Show every line of the data below that includes the word "distance".

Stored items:
▽
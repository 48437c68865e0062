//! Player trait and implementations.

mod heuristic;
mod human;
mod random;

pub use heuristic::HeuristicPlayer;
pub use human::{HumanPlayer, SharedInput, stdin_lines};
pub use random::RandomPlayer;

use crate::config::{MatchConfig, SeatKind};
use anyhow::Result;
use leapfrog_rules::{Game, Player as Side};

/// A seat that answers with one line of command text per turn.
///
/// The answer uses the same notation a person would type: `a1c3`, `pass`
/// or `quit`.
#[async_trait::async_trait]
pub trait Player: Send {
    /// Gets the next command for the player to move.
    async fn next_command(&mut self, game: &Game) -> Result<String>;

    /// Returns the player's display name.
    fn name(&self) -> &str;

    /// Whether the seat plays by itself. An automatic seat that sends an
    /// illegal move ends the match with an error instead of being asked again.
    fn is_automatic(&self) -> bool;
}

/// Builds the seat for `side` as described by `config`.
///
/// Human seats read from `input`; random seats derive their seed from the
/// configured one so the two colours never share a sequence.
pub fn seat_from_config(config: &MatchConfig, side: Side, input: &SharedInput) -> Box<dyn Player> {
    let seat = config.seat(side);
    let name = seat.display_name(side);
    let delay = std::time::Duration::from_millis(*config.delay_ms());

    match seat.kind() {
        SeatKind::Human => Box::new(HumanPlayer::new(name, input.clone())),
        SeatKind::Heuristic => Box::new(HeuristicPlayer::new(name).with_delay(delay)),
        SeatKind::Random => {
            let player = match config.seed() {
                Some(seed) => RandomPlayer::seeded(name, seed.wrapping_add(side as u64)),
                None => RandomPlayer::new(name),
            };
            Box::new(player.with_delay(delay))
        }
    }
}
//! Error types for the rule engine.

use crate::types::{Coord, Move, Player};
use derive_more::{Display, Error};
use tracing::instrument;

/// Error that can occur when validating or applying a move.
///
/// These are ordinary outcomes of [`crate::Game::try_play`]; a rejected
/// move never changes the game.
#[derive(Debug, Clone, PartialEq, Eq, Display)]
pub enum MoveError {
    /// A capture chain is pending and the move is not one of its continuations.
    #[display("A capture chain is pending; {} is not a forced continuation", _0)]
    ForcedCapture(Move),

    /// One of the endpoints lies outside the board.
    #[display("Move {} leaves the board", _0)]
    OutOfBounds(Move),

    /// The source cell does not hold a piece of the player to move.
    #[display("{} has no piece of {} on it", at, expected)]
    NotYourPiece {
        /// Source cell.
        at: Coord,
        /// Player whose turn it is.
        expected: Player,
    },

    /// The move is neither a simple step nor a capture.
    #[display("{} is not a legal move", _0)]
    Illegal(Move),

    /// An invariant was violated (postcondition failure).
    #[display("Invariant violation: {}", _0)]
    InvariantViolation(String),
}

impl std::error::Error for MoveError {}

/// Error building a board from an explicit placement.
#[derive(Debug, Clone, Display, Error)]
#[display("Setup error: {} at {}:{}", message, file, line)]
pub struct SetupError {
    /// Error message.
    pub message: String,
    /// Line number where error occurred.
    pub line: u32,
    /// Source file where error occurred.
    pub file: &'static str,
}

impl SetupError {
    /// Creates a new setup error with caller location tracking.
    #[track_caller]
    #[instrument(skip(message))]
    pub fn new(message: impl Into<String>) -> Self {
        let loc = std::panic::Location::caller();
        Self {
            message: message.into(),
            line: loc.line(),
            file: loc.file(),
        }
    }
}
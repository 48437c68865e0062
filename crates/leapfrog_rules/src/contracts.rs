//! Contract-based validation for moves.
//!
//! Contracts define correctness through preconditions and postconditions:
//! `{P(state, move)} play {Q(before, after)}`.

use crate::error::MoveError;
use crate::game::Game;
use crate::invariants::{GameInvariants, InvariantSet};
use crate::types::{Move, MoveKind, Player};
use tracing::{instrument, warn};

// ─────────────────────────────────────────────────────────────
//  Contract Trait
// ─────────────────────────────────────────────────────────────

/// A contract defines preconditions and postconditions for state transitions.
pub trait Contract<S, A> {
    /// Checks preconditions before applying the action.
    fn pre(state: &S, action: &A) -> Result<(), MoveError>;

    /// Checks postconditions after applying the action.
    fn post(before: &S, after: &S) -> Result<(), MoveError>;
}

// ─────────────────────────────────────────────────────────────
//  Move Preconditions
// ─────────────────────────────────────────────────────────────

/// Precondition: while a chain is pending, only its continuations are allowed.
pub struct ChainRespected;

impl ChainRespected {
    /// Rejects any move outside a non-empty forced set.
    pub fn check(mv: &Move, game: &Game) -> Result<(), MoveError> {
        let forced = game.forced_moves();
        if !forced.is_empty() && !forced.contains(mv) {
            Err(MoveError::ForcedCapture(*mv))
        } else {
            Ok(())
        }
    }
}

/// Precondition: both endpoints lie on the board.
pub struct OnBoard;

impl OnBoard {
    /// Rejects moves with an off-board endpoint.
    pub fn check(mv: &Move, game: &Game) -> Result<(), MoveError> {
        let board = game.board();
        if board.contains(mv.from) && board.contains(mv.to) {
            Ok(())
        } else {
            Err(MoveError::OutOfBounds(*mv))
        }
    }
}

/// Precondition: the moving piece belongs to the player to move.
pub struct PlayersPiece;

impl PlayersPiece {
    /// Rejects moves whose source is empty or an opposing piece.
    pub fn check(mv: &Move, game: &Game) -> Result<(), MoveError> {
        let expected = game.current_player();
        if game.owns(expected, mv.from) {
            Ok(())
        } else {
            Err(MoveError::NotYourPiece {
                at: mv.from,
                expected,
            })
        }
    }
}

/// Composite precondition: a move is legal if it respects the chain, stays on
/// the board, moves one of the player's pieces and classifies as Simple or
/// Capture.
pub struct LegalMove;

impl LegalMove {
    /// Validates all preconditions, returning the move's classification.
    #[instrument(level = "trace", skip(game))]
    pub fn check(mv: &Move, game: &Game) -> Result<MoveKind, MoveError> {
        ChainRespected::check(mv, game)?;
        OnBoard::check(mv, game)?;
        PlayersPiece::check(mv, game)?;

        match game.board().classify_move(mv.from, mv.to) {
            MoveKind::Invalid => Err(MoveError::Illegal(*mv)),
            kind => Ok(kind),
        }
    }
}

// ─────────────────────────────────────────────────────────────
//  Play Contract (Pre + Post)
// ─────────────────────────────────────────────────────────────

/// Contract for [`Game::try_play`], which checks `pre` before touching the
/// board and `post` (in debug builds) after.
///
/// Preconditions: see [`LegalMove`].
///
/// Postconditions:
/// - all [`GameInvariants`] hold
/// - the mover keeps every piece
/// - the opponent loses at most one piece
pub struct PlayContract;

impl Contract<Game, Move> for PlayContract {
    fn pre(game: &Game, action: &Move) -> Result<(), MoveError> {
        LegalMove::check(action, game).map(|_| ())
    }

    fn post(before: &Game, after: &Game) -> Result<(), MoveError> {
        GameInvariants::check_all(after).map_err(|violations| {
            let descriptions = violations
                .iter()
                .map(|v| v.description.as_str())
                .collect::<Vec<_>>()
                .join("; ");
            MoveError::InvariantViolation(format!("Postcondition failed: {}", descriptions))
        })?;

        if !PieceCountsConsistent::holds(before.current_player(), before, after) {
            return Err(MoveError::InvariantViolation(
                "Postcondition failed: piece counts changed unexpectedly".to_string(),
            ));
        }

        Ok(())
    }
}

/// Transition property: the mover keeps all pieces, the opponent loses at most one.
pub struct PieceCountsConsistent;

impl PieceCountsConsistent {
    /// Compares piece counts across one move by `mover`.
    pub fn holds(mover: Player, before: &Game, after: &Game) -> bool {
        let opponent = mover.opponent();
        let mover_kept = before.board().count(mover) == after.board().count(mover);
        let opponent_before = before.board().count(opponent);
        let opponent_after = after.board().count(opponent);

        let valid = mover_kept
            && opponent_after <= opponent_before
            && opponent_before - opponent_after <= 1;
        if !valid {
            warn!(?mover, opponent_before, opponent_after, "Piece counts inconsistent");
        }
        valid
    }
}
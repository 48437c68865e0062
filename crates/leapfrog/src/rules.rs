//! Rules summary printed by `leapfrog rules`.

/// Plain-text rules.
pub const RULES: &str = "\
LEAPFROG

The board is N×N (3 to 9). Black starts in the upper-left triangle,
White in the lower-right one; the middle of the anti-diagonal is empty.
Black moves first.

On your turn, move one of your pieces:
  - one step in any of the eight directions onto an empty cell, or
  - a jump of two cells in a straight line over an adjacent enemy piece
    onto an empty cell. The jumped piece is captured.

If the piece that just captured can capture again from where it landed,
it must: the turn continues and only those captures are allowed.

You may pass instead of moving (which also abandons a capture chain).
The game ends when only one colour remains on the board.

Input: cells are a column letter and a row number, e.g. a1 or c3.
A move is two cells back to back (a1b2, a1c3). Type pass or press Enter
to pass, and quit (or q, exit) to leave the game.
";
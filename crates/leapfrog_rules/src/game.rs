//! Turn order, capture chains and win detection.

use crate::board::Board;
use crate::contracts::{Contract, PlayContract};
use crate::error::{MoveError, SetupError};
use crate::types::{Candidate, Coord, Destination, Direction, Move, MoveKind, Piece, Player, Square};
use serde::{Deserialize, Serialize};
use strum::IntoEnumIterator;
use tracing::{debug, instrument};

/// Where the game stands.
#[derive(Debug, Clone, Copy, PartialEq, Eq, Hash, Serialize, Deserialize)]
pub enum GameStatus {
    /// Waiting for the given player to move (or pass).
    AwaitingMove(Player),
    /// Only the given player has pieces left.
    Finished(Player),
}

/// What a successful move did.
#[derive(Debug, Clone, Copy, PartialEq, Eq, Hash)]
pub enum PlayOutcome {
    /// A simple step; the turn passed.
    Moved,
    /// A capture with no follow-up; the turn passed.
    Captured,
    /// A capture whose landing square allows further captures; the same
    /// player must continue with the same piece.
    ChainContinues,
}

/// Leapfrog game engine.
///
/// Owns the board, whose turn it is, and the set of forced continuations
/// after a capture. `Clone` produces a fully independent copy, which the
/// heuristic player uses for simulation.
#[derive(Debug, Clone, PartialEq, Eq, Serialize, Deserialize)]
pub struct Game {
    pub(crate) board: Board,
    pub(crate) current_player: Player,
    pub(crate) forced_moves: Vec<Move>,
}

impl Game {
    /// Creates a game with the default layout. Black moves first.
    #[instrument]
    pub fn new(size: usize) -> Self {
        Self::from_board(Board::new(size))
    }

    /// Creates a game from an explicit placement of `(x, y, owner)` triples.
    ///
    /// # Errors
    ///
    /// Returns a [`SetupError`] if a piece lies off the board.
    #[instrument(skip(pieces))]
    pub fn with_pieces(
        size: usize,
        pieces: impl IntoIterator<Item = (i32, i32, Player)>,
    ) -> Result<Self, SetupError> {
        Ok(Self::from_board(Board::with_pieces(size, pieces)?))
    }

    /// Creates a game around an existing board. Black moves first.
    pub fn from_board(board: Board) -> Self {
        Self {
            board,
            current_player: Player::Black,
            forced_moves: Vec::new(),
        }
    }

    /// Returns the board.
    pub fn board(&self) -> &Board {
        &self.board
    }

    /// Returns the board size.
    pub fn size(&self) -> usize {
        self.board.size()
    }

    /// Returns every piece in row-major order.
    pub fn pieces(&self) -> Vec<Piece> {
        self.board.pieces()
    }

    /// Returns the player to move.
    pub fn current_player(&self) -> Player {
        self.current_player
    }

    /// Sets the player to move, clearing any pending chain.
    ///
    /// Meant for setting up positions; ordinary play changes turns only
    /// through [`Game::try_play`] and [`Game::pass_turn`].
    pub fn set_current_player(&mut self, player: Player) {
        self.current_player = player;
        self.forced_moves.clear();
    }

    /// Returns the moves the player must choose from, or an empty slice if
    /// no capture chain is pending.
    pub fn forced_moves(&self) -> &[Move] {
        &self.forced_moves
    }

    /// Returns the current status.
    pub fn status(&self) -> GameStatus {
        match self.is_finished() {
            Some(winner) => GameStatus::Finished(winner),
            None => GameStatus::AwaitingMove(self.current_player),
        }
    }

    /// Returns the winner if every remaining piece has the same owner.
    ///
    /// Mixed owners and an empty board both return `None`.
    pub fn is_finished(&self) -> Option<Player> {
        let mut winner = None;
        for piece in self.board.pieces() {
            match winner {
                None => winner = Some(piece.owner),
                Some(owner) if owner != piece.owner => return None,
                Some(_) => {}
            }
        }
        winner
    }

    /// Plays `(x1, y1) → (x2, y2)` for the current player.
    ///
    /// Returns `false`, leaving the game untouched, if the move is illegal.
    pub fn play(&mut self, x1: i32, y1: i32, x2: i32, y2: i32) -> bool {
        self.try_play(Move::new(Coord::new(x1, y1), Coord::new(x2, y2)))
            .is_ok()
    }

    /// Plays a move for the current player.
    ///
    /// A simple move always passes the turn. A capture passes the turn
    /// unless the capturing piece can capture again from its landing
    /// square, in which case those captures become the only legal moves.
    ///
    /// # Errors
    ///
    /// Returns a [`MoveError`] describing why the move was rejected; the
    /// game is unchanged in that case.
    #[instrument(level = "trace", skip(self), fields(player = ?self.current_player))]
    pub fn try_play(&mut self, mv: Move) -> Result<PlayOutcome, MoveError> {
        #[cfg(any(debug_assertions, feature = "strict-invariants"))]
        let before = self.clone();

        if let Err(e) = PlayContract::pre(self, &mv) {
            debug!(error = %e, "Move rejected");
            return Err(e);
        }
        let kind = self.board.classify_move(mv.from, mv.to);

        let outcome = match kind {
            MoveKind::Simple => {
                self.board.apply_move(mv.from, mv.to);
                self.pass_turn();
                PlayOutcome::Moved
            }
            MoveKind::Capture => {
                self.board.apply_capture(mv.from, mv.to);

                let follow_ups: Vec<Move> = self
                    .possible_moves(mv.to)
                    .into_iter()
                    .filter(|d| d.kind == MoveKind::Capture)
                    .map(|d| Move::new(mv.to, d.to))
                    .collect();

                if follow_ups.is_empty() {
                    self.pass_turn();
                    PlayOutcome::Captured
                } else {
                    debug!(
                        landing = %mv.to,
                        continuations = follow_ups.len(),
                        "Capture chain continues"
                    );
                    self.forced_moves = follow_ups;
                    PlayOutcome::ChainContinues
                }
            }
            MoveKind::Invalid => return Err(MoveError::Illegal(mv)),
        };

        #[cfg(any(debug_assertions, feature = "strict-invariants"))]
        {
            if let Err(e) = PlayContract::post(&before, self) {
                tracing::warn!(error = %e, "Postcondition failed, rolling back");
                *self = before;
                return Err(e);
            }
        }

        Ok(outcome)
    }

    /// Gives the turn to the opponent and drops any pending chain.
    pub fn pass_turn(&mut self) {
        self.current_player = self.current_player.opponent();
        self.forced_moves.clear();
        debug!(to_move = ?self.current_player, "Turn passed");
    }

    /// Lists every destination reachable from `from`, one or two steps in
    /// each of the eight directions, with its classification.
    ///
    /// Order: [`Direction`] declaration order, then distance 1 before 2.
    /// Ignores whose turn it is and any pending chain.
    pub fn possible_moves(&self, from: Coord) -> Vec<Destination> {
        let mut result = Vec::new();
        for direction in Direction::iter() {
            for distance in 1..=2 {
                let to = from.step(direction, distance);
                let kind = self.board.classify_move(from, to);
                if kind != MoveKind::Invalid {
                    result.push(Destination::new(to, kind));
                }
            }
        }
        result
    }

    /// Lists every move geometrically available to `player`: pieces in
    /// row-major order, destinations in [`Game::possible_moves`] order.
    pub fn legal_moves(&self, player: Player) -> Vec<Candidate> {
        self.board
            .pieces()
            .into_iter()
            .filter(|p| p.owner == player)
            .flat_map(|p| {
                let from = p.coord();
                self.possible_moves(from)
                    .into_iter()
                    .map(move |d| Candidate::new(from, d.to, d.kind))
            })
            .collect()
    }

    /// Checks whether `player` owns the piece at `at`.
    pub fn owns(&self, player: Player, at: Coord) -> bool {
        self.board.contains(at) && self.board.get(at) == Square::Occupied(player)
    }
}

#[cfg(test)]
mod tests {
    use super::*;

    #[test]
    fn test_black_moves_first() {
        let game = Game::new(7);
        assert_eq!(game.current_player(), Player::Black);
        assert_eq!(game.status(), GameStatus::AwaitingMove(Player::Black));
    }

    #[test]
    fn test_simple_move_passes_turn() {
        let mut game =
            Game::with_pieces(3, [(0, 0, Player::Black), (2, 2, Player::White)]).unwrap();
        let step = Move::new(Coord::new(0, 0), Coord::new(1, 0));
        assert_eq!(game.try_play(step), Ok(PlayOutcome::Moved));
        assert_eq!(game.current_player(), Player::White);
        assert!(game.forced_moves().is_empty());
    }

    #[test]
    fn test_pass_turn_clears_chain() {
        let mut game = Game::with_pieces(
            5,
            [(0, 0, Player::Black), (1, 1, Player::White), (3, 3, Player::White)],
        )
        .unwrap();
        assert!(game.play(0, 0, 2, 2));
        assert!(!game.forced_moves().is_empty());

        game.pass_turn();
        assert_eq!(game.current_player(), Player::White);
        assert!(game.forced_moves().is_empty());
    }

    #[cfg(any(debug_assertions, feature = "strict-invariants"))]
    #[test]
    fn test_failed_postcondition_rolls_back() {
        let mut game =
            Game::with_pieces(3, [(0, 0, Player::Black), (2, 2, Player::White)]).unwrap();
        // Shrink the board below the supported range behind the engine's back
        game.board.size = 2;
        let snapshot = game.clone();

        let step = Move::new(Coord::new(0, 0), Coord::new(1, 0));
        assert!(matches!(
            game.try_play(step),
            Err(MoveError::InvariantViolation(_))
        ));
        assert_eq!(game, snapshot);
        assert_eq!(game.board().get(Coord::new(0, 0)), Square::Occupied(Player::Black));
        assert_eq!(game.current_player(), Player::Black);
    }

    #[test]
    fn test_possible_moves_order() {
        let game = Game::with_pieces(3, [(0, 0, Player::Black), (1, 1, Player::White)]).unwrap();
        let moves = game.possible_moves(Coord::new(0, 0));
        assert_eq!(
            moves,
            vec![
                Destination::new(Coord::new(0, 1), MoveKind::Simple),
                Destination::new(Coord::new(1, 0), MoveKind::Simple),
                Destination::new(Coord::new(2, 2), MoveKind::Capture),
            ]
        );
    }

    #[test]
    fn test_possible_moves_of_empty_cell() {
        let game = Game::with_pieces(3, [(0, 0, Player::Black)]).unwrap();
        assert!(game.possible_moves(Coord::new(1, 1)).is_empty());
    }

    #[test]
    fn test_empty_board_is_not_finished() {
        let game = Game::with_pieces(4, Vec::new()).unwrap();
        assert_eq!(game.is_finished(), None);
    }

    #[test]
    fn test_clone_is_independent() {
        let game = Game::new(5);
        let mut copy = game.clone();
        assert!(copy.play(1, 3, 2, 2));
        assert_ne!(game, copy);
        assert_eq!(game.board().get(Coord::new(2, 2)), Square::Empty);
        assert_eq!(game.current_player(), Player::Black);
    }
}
△
EXPECTED ANSWER:
    /// Order: [`Direction`] declaration order, then distance 1 before 2.
            for distance in 1..=2 {
                let to = from.step(direction, distance);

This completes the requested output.